Kedua; model pendidikan alternatif dalam bentuk Sekolah Lipu yang mulai di ujicoba sejak tahun 2006 telah mendapat apresiasi positif dari berbagai pihak. Terbitnya Peraturan Bupati (Perbup) Tojo Una-Una Nomor 13 Tahun 2011 tentang Pengakuan dan Perlindungan Penyelenggaraan Sekolah Lipu merupakan bentuk kongkret perjuangan bersama YMP dengan Tau Taa Wana.
Ketiga; advokasi pengakuan hak untuk masyarakat adat Tau Taa Wana yang didorong sejak tahun 2004 di level provinsi (peraturan daerah) yang mencapai anti-klimaks pada medio 2009 tidak menyurutkan semangat untuk berjuang di ranah legislasi.

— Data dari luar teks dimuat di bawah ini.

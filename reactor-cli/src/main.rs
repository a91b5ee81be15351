//! REACTOR CLI - Command-line interface
//!
//! Commands:
//! - play: Interactive game against the bot
//! - simulate: Batch games with a scripted opponent

use clap::{Parser, Subcommand};

mod play;
mod simulate;

#[derive(Parser)]
#[command(name = "reactor")]
#[command(about = "REACTOR territory game: place reactors, flip neighbors, control the board")]
struct Cli {
    #[command(subcommand)]
    command: Commands,
}

#[derive(Subcommand)]
enum Commands {
    /// Play an interactive game against the bot
    Play(play::PlayArgs),
    /// Run scripted games against the bot and report results
    Simulate(simulate::SimulateArgs),
}

fn main() -> anyhow::Result<()> {
    // Initialize logging
    tracing_subscriber::fmt::init();

    let cli = Cli::parse();

    match cli.command {
        Commands::Play(args) => play::run(args),
        Commands::Simulate(args) => simulate::run(args),
    }
}
//! Simulate command - batch games between a scripted opponent and the bot
//!
//! ## Architecture (4-layer granularity)
//!
//! - Level 1: run() - orchestration
//! - Level 2: play_all(), report_results(), profile load/save
//! - Level 3: play_single_game(), compute_statistics()
//! - Level 4: formatting utilities

use std::path::{Path, PathBuf};

use anyhow::{Context, Result};
use clap::Args;
use rand::{Rng, SeedableRng};
use rand_chacha::ChaCha8Rng;

use reactor_core::{
    Cell, Division, Engine, GameMode, Outcome, Player, RatingProfile,
};

// ============================================================================
// COMMAND ARGUMENTS (Level 4 - Configuration)
// ============================================================================

#[derive(Args)]
pub struct SimulateArgs {
    /// Number of games to play
    #[arg(long, default_value = "10")]
    pub games: usize,

    /// Play rated games in this division (silver, gold, platinum)
    #[arg(long, value_name = "DIVISION")]
    pub rated: Option<Division>,

    /// RNG seed (bot, toss, and scripted opponent)
    #[arg(long)]
    pub seed: Option<u64>,

    /// Load/save the rating profile as JSON at this path
    #[arg(long, value_name = "FILE")]
    pub ratings: Option<PathBuf>,

    /// Output results as JSON
    #[arg(long)]
    pub json: bool,
}

/// Result of a single game
#[derive(Clone, Debug, serde::Serialize)]
struct GameRecord {
    game_number: usize,
    outcome: Outcome,
    human_score: u32,
    bot_score: u32,
    first: Player,
    rating_delta: i32,
}

/// Aggregated results
#[derive(Clone, Debug)]
struct SimResults {
    games: Vec<GameRecord>,
    human_wins: usize,
    bot_wins: usize,
    draws: usize,
}

// ============================================================================
// LEVEL 1 - ORCHESTRATION
// ============================================================================

/// Run simulate command
///
/// 1. Build the engine (optionally restoring a saved rating profile)
/// 2. Play the requested games
/// 3. Persist ratings and report results
pub fn run(args: SimulateArgs) -> Result<()> {
    let mut rng = create_rng(args.seed);
    let mut engine = Engine::with_seed(args.seed.unwrap_or(42));

    if let Some(path) = &args.ratings {
        if path.exists() {
            engine.set_rating_profile(load_profile(path)?);
            tracing::info!("Loaded rating profile from {}", path.display());
        }
    }

    tracing::info!(
        "Starting simulation: {} games, mode={}",
        args.games,
        match args.rated {
            Some(division) => format!("rated/{division}"),
            None => "casual".to_string(),
        }
    );

    let results = play_all(&mut engine, &mut rng, &args)?;

    if let Some(path) = &args.ratings {
        save_profile(engine.rating_profile(), path)?;
        tracing::info!("Saved rating profile to {}", path.display());
    }

    report_results(&results, engine.rating_profile(), &args);
    Ok(())
}

// ============================================================================
// LEVEL 2 - PHASES
// ============================================================================

fn play_all(
    engine: &mut Engine,
    rng: &mut ChaCha8Rng,
    args: &SimulateArgs,
) -> Result<SimResults> {
    let mut games = Vec::with_capacity(args.games);

    for game_num in 0..args.games {
        let record = play_single_game(engine, rng, args.rated, game_num + 1)?;

        tracing::info!(
            "Game {}: {:?} ({}-{})",
            record.game_number,
            record.outcome,
            record.human_score,
            record.bot_score
        );

        games.push(record);
    }

    Ok(compute_statistics(games))
}

fn load_profile(path: &Path) -> Result<RatingProfile> {
    let content = std::fs::read_to_string(path)
        .with_context(|| format!("Failed to read rating profile: {}", path.display()))?;
    serde_json::from_str(&content)
        .with_context(|| format!("Failed to parse rating profile: {}", path.display()))
}

fn save_profile(profile: &RatingProfile, path: &Path) -> Result<()> {
    let content = serde_json::to_string_pretty(profile)?;
    std::fs::write(path, content)
        .with_context(|| format!("Failed to write rating profile: {}", path.display()))
}

fn report_results(results: &SimResults, profile: &RatingProfile, args: &SimulateArgs) {
    if args.json {
        print_json_results(results, profile);
    } else {
        print_text_results(results, profile, args.rated);
    }
}

// ============================================================================
// LEVEL 3 - STEPS
// ============================================================================

/// Play one game: the scripted opponent picks uniformly among empty cells,
/// the bot uses its policy. Casual games toss for the first mover; rated
/// games start with the scripted side, like the original menu flow.
fn play_single_game(
    engine: &mut Engine,
    rng: &mut ChaCha8Rng,
    rated: Option<Division>,
    game_number: usize,
) -> Result<GameRecord> {
    let first = match rated {
        Some(division) => {
            engine.new_game(GameMode::Rated(division), Player::Human);
            Player::Human
        }
        None => engine.new_game_with_toss(GameMode::Casual, rng),
    };

    while engine.is_active() {
        if engine.current_turn() == Player::Bot {
            engine.run_bot_turn();
        } else {
            let cells: Vec<Cell> = engine.session().board().empty_cells().collect();
            let cell = cells[rng.gen_range(0..cells.len())];
            engine
                .submit_human_move(cell.row, cell.col)
                .context("scripted move was rejected")?;
        }
    }

    let (human_score, bot_score) = engine.scores();
    let outcome = engine
        .winner()
        .context("finished game has no winner recorded")?;

    Ok(GameRecord {
        game_number,
        outcome,
        human_score,
        bot_score,
        first,
        rating_delta: if rated.is_some() {
            engine.rating_profile().last_delta()
        } else {
            0
        },
    })
}

fn compute_statistics(games: Vec<GameRecord>) -> SimResults {
    let human_wins = games
        .iter()
        .filter(|g| g.outcome == Outcome::HumanWins)
        .count();
    let bot_wins = games
        .iter()
        .filter(|g| g.outcome == Outcome::BotWins)
        .count();
    let draws = games.iter().filter(|g| g.outcome == Outcome::Draw).count();

    SimResults {
        games,
        human_wins,
        bot_wins,
        draws,
    }
}

// ============================================================================
// LEVEL 4 - FORMATTING
// ============================================================================

fn print_json_results(results: &SimResults, profile: &RatingProfile) {
    #[derive(serde::Serialize)]
    struct JsonOutput<'a> {
        total_games: usize,
        human_wins: usize,
        bot_wins: usize,
        draws: usize,
        bot_win_rate: f32,
        ratings: std::collections::BTreeMap<Division, i32>,
        games: &'a [GameRecord],
    }

    let total = results.games.len();
    let output = JsonOutput {
        total_games: total,
        human_wins: results.human_wins,
        bot_wins: results.bot_wins,
        draws: results.draws,
        bot_win_rate: rate(results.bot_wins, total),
        ratings: profile.snapshot(),
        games: &results.games,
    };

    match serde_json::to_string_pretty(&output) {
        Ok(json) => println!("{json}"),
        Err(e) => tracing::warn!("Failed to serialize results: {e}"),
    }
}

fn print_text_results(results: &SimResults, profile: &RatingProfile, rated: Option<Division>) {
    let total = results.games.len();

    println!("\n=== Simulation Results ===");
    println!("Total games:    {total}");
    println!(
        "Opponent wins:  {} ({:.1}%)",
        results.human_wins,
        rate(results.human_wins, total) * 100.0
    );
    println!(
        "Bot wins:       {} ({:.1}%)",
        results.bot_wins,
        rate(results.bot_wins, total) * 100.0
    );
    println!("Draws:          {}", results.draws);

    if let Some(division) = rated {
        println!(
            "\n{division} rating: {} (division now: {})",
            profile.rating(division),
            match profile.current_division() {
                Some(current) => current.to_string(),
                None => "none".to_string(),
            }
        );
    }
}

fn rate(count: usize, total: usize) -> f32 {
    if total > 0 {
        count as f32 / total as f32
    } else {
        0.0
    }
}

fn create_rng(seed: Option<u64>) -> ChaCha8Rng {
    match seed {
        Some(s) => ChaCha8Rng::seed_from_u64(s),
        None => ChaCha8Rng::from_entropy(),
    }
}
//! Division ratings with promotion and demotion
//!
//! Each division keeps its own independent counter; moving between
//! divisions never resets or averages progress.

use crate::session::Outcome;
use serde::{Deserialize, Serialize};
use std::collections::BTreeMap;
use std::fmt;
use std::str::FromStr;
use thiserror::Error;

/// Promotion/demotion thresholds, checked in this order after a rated game
const SILVER_PROMOTE_AT: i32 = 1200;
const GOLD_PROMOTE_AT: i32 = 1500;
const GOLD_DEMOTE_AT: i32 = 1100;
const PLATINUM_DEMOTE_AT: i32 = 1400;

/// Rating tier. Each tier has its own bot strength and rating counter.
#[derive(
    Clone, Copy, Debug, PartialEq, Eq, PartialOrd, Ord, Hash, Serialize, Deserialize,
)]
#[serde(rename_all = "lowercase")]
pub enum Division {
    Silver,
    Gold,
    Platinum,
}

impl Division {
    pub const ALL: [Division; 3] = [Division::Silver, Division::Gold, Division::Platinum];

    pub fn initial_rating(self) -> i32 {
        match self {
            Division::Silver => 1000,
            Division::Gold => 1300,
            Division::Platinum => 1600,
        }
    }

    pub fn win_delta(self) -> i32 {
        match self {
            Division::Silver => 10,
            Division::Gold => 15,
            Division::Platinum => 20,
        }
    }

    pub fn loss_delta(self) -> i32 {
        match self {
            Division::Silver => -8,
            Division::Gold => -12,
            Division::Platinum => -15,
        }
    }

    fn index(self) -> usize {
        match self {
            Division::Silver => 0,
            Division::Gold => 1,
            Division::Platinum => 2,
        }
    }
}

impl fmt::Display for Division {
    fn fmt(&self, f: &mut fmt::Formatter<'_>) -> fmt::Result {
        match self {
            Division::Silver => write!(f, "silver"),
            Division::Gold => write!(f, "gold"),
            Division::Platinum => write!(f, "platinum"),
        }
    }
}

#[derive(Clone, Debug, Error)]
#[error("unknown division: {0} (expected silver, gold, or platinum)")]
pub struct ParseDivisionError(String);

impl FromStr for Division {
    type Err = ParseDivisionError;

    fn from_str(s: &str) -> Result<Self, Self::Err> {
        match s.to_ascii_lowercase().as_str() {
            "silver" => Ok(Division::Silver),
            "gold" => Ok(Division::Gold),
            "platinum" => Ok(Division::Platinum),
            other => Err(ParseDivisionError(other.to_string())),
        }
    }
}

/// Per-division ratings plus the player's current division. Lives for the
/// whole process; sessions come and go around it.
#[derive(Clone, Debug, Serialize, Deserialize)]
pub struct RatingProfile {
    ratings: [i32; 3],
    current: Option<Division>,
    last_delta: i32,
}

impl Default for RatingProfile {
    fn default() -> Self {
        Self::new()
    }
}

impl RatingProfile {
    pub fn new() -> Self {
        Self {
            ratings: [
                Division::Silver.initial_rating(),
                Division::Gold.initial_rating(),
                Division::Platinum.initial_rating(),
            ],
            current: None,
            last_delta: 0,
        }
    }

    pub fn rating(&self, division: Division) -> i32 {
        self.ratings[division.index()]
    }

    /// None while playing casually
    pub fn current_division(&self) -> Option<Division> {
        self.current
    }

    /// Delta applied by the most recent rated game (0 on draw)
    pub fn last_delta(&self) -> i32 {
        self.last_delta
    }

    /// Select a division for rated play. Does not touch the counters.
    pub fn enter_division(&mut self, division: Division) {
        self.current = Some(division);
    }

    /// Back to casual play
    pub fn leave_rated(&mut self) {
        self.current = None;
    }

    /// Read-only `{division: rating}` view
    pub fn snapshot(&self) -> BTreeMap<Division, i32> {
        Division::ALL
            .iter()
            .map(|&division| (division, self.rating(division)))
            .collect()
    }

    /// Apply a rated game's result to the division it was played in, then
    /// check for a division change. At most one transition fires, in fixed
    /// priority order, judged against the played division's own counter.
    /// Returns the applied delta.
    pub fn record_game(&mut self, division: Division, outcome: Outcome) -> i32 {
        let delta = match outcome {
            Outcome::HumanWins => division.win_delta(),
            Outcome::BotWins => division.loss_delta(),
            Outcome::Draw => 0,
        };

        self.ratings[division.index()] += delta;
        self.last_delta = delta;

        let rating = self.rating(division);
        self.current = Some(match division {
            Division::Silver if rating >= SILVER_PROMOTE_AT => Division::Gold,
            Division::Gold if rating >= GOLD_PROMOTE_AT => Division::Platinum,
            Division::Gold if rating < GOLD_DEMOTE_AT => Division::Silver,
            Division::Platinum if rating < PLATINUM_DEMOTE_AT => Division::Gold,
            unchanged => unchanged,
        });

        delta
    }
}
//! 7x7 grid state and reactor mutation primitives

use serde::{Deserialize, Serialize};

/// Board side length
pub const SIZE: usize = 7;

/// Total plies per game (both players combined)
pub const TOTAL_MOVES: u32 = 14;

/// Orthogonal direction vectors (dr, dc)
pub const DIRECTIONS: [(i8, i8); 4] = [(-1, 0), (1, 0), (0, -1), (0, 1)];

/// The two sides of a game
#[derive(Clone, Copy, Debug, PartialEq, Eq, Hash, Serialize, Deserialize)]
pub enum Player {
    Human,
    Bot,
}

impl Player {
    pub fn opponent(self) -> Self {
        match self {
            Player::Human => Player::Bot,
            Player::Bot => Player::Human,
        }
    }
}

/// Grid coordinates
#[derive(Clone, Copy, Debug, PartialEq, Eq, Hash, Serialize, Deserialize)]
pub struct Cell {
    pub row: i8,
    pub col: i8,
}

impl Cell {
    pub const fn new(row: i8, col: i8) -> Self {
        Self { row, col }
    }

    /// Check if this cell is on the board
    pub fn is_valid(&self) -> bool {
        self.row >= 0 && (self.row as usize) < SIZE && self.col >= 0 && (self.col as usize) < SIZE
    }

    /// In-bounds orthogonal neighbors
    pub fn neighbors(&self) -> impl Iterator<Item = Cell> {
        let Cell { row, col } = *self;
        DIRECTIONS
            .iter()
            .map(move |&(dr, dc)| Cell::new(row + dr, col + dc))
            .filter(|c| c.is_valid())
    }

    /// Check if this cell lies in the central 3x3 sub-grid
    pub fn is_central(&self) -> bool {
        (2..=4).contains(&self.row) && (2..=4).contains(&self.col)
    }
}

/// Board: cell ownership plus sticky reactor marks.
///
/// Invariant: a reactor-marked cell is always owned. Ownership itself is not
/// sticky; an adjacent enemy reactor flips it.
#[derive(Clone, Debug)]
pub struct Board {
    owners: [[Option<Player>; SIZE]; SIZE],
    reactors: [[bool; SIZE]; SIZE],
}

impl Default for Board {
    fn default() -> Self {
        Self::new()
    }
}

impl Board {
    pub fn new() -> Self {
        Self {
            owners: [[None; SIZE]; SIZE],
            reactors: [[false; SIZE]; SIZE],
        }
    }

    /// Owner of a cell (must be in bounds)
    pub fn owner(&self, cell: Cell) -> Option<Player> {
        self.owners[cell.row as usize][cell.col as usize]
    }

    pub fn is_empty(&self, cell: Cell) -> bool {
        self.owner(cell).is_none()
    }

    pub fn has_reactor(&self, cell: Cell) -> bool {
        self.reactors[cell.row as usize][cell.col as usize]
    }

    /// Place a reactor: mark the cell, claim it, and flip the ownership of
    /// every in-bounds orthogonal neighbor. Neighbor reactor marks are left
    /// alone. Returns how many cells actually changed owner (1 to 5).
    pub fn activate_reactor(&mut self, cell: Cell, player: Player) -> u32 {
        let mut changed = 0;
        self.reactors[cell.row as usize][cell.col as usize] = true;
        changed += self.claim(cell, player);
        for neighbor in cell.neighbors() {
            changed += self.claim(neighbor, player);
        }
        changed
    }

    fn claim(&mut self, cell: Cell, player: Player) -> u32 {
        let slot = &mut self.owners[cell.row as usize][cell.col as usize];
        if *slot == Some(player) {
            return 0;
        }
        *slot = Some(player);
        1
    }

    /// Count cells owned by a player
    pub fn count_owned(&self, player: Player) -> u32 {
        self.owners
            .iter()
            .flatten()
            .filter(|&&owner| owner == Some(player))
            .count() as u32
    }

    /// All cells on the board, row-major
    pub fn cells() -> impl Iterator<Item = Cell> {
        (0..SIZE as i8).flat_map(|row| (0..SIZE as i8).map(move |col| Cell::new(row, col)))
    }

    /// Unowned cells, row-major
    pub fn empty_cells(&self) -> impl Iterator<Item = Cell> + '_ {
        Self::cells().filter(|&cell| self.is_empty(cell))
    }
}
//! Play command - interactive game against the bot

use std::io::{self, BufRead, Write};

use anyhow::{bail, Context, Result};
use clap::Args;
use rand::SeedableRng;
use rand_chacha::ChaCha8Rng;

use reactor_core::{
    Cell, Division, Engine, GameMode, Outcome, Player, Session, SIZE, TOTAL_MOVES,
};

#[derive(Args)]
pub struct PlayArgs {
    /// Play a rated game in this division (silver, gold, platinum)
    #[arg(long, value_name = "DIVISION")]
    pub rated: Option<Division>,

    /// Flip a coin for who moves first (casual games; rated games start
    /// with you)
    #[arg(long)]
    pub toss: bool,

    /// RNG seed for the bot and the toss
    #[arg(long)]
    pub seed: Option<u64>,
}

pub fn run(args: PlayArgs) -> Result<()> {
    let mut rng = create_rng(args.seed);
    let mut engine = match args.seed {
        Some(seed) => Engine::with_seed(seed),
        None => Engine::with_seed(rand::random()),
    };

    let mode = match args.rated {
        Some(division) => GameMode::Rated(division),
        None => GameMode::Casual,
    };

    let first = if args.toss && args.rated.is_none() {
        let first = engine.new_game_with_toss(mode, &mut rng);
        println!(
            "Toss: {} moves first",
            if first == Player::Human { "you" } else { "the bot" }
        );
        first
    } else {
        engine.new_game(mode, Player::Human);
        Player::Human
    };

    if let Some(division) = args.rated {
        println!(
            "Rated game, {division} division (rating {})",
            engine.rating_profile().rating(division)
        );
    }
    tracing::debug!(?mode, ?first, "game started");

    let stdin = io::stdin();
    while engine.is_active() {
        render(engine.session());

        if engine.current_turn() == Player::Bot {
            if let Some(receipt) = engine.run_bot_turn() {
                println!(
                    "Bot places a reactor at {} {}",
                    receipt.cell.row, receipt.cell.col
                );
            }
            continue;
        }

        match read_move(&stdin)? {
            Some(cell) => {
                if let Err(reason) = engine.submit_human_move(cell.row, cell.col) {
                    println!("Rejected: {reason}");
                }
            }
            None => println!("Enter a move as: row col (0-{})", SIZE - 1),
        }
    }

    render(engine.session());
    report_outcome(&engine, args.rated);
    Ok(())
}

/// Prompt for and parse one "row col" line. Ok(None) on unparseable input.
fn read_move(stdin: &io::Stdin) -> Result<Option<Cell>> {
    print!("Your move (row col): ");
    io::stdout().flush().context("flushing prompt")?;

    let mut line = String::new();
    let read = stdin
        .lock()
        .read_line(&mut line)
        .context("reading move from stdin")?;
    if read == 0 {
        bail!("input closed before the game ended");
    }

    let mut parts = line.split_whitespace();
    let (Some(row), Some(col)) = (parts.next(), parts.next()) else {
        return Ok(None);
    };
    match (row.parse::<i8>(), col.parse::<i8>()) {
        (Ok(row), Ok(col)) => Ok(Some(Cell::new(row, col))),
        _ => Ok(None),
    }
}

fn render(session: &Session) {
    let (human, bot) = session.scores();
    println!(
        "\nYou {human} - Bot {bot}   (move {}/{})",
        session.move_count(),
        TOTAL_MOVES
    );

    print!("  ");
    for col in 0..SIZE {
        print!(" {col}");
    }
    println!();
    for row in 0..SIZE as i8 {
        print!(" {row}");
        for col in 0..SIZE as i8 {
            let cell = Cell::new(row, col);
            let glyph = match (session.board().owner(cell), session.board().has_reactor(cell)) {
                (Some(Player::Human), true) => 'H',
                (Some(Player::Human), false) => 'h',
                (Some(Player::Bot), true) => 'B',
                (Some(Player::Bot), false) => 'b',
                (None, _) => '.',
            };
            print!(" {glyph}");
        }
        println!();
    }
}

fn report_outcome(engine: &Engine, rated: Option<Division>) {
    match engine.winner() {
        Some(Outcome::HumanWins) => println!("\nYou win!"),
        Some(Outcome::BotWins) => println!("\nThe bot wins."),
        Some(Outcome::Draw) => println!("\nDraw."),
        None => {}
    }

    if let Some(division) = rated {
        let profile = engine.rating_profile();
        let delta = profile.last_delta();
        println!(
            "Rating: {} ({}{delta})",
            profile.rating(division),
            if delta >= 0 { "+" } else { "" }
        );
        match profile.current_division() {
            Some(current) if current != division => {
                println!("Division change: {division} -> {current}");
            }
            _ => {}
        }
    }
}

fn create_rng(seed: Option<u64>) -> ChaCha8Rng {
    match seed {
        Some(s) => ChaCha8Rng::seed_from_u64(s),
        None => ChaCha8Rng::from_entropy(),
    }
}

Strategi advokasi kemudian diarahkan di level kabupaten sejak tahun 2011. Kerja-kerja advokasi ini akhirnya mebuahkan hasil berupa disahkannya Peraturan Daerah Kabupaten Morowali Nomor 13 Tahun 2012 tentang Pengakuan dan Perlindungan Masyarakat Hukum Adat Suku Wana oleh DPRD Kabupaten Morowali pada tanggal 6 November 2012.
Keempat; sampai awal Januari 2013 ada 13 Lipu (satuan mukim) yang menjadi wilayah (site) layanan YMP untuk program advokasi dan pemberdayaan masyarakat adat Tau Taa Wana di Kabupaten Tojo Una-Una dan Kabupaten Morowali yakni : 1) Lipu Mpoa, 2) Ueviau, 3) Sabado, 4) Kablenga, 5) Vananga Salaki, 6) Lengkasa, 7) Vatutana, 9) Paratambung, 10) Vyiatiro – Taronggo, 11) Salisarao –Taronggo, 12) Karawasa –Uwempanapa dan 13) Kondo – Lemo.
Kelima; untuk kerja-kerja advokasi dan pendampingan 5 tahun ke depan melalui Program Pembelajaran Terpadu untuk Perlindungan dan Pengelolaan Hutan Berbasis Komunitas di Sulawesi Tengahakan direncanakan di beberapa lokasi baru (site)yang tersebar 13 kecamatan pada 4 kabupaten yakni : 1) Banawa Tengah – Donggala, 2) Banawa Selatan – Donggala, 3) Ulubongka – Tojo Una-Una, 4) Ampana Tete – Tojo Una-Una, 5) Tojo- Tojo Una-Una, 6) Pagimana – Banggai,7) Bualemo – Banggai, 8)Lobu – Banggai, 9) Bunta – Banggai, 10) Nuhon – Banggai, 11) Mamasalato – Morowali, 12) Bungku Utara – Morowali, dan 13) Mori Utara – Morowali.
Dari catatan dan fakta di atas, pembelajaran penting adalah kita tidak perlu menghindari atau takut dengan keangkeran atau kesialan dari angka 13 supaya terhindar dari triskaidekafobia. (Amran Tambaru)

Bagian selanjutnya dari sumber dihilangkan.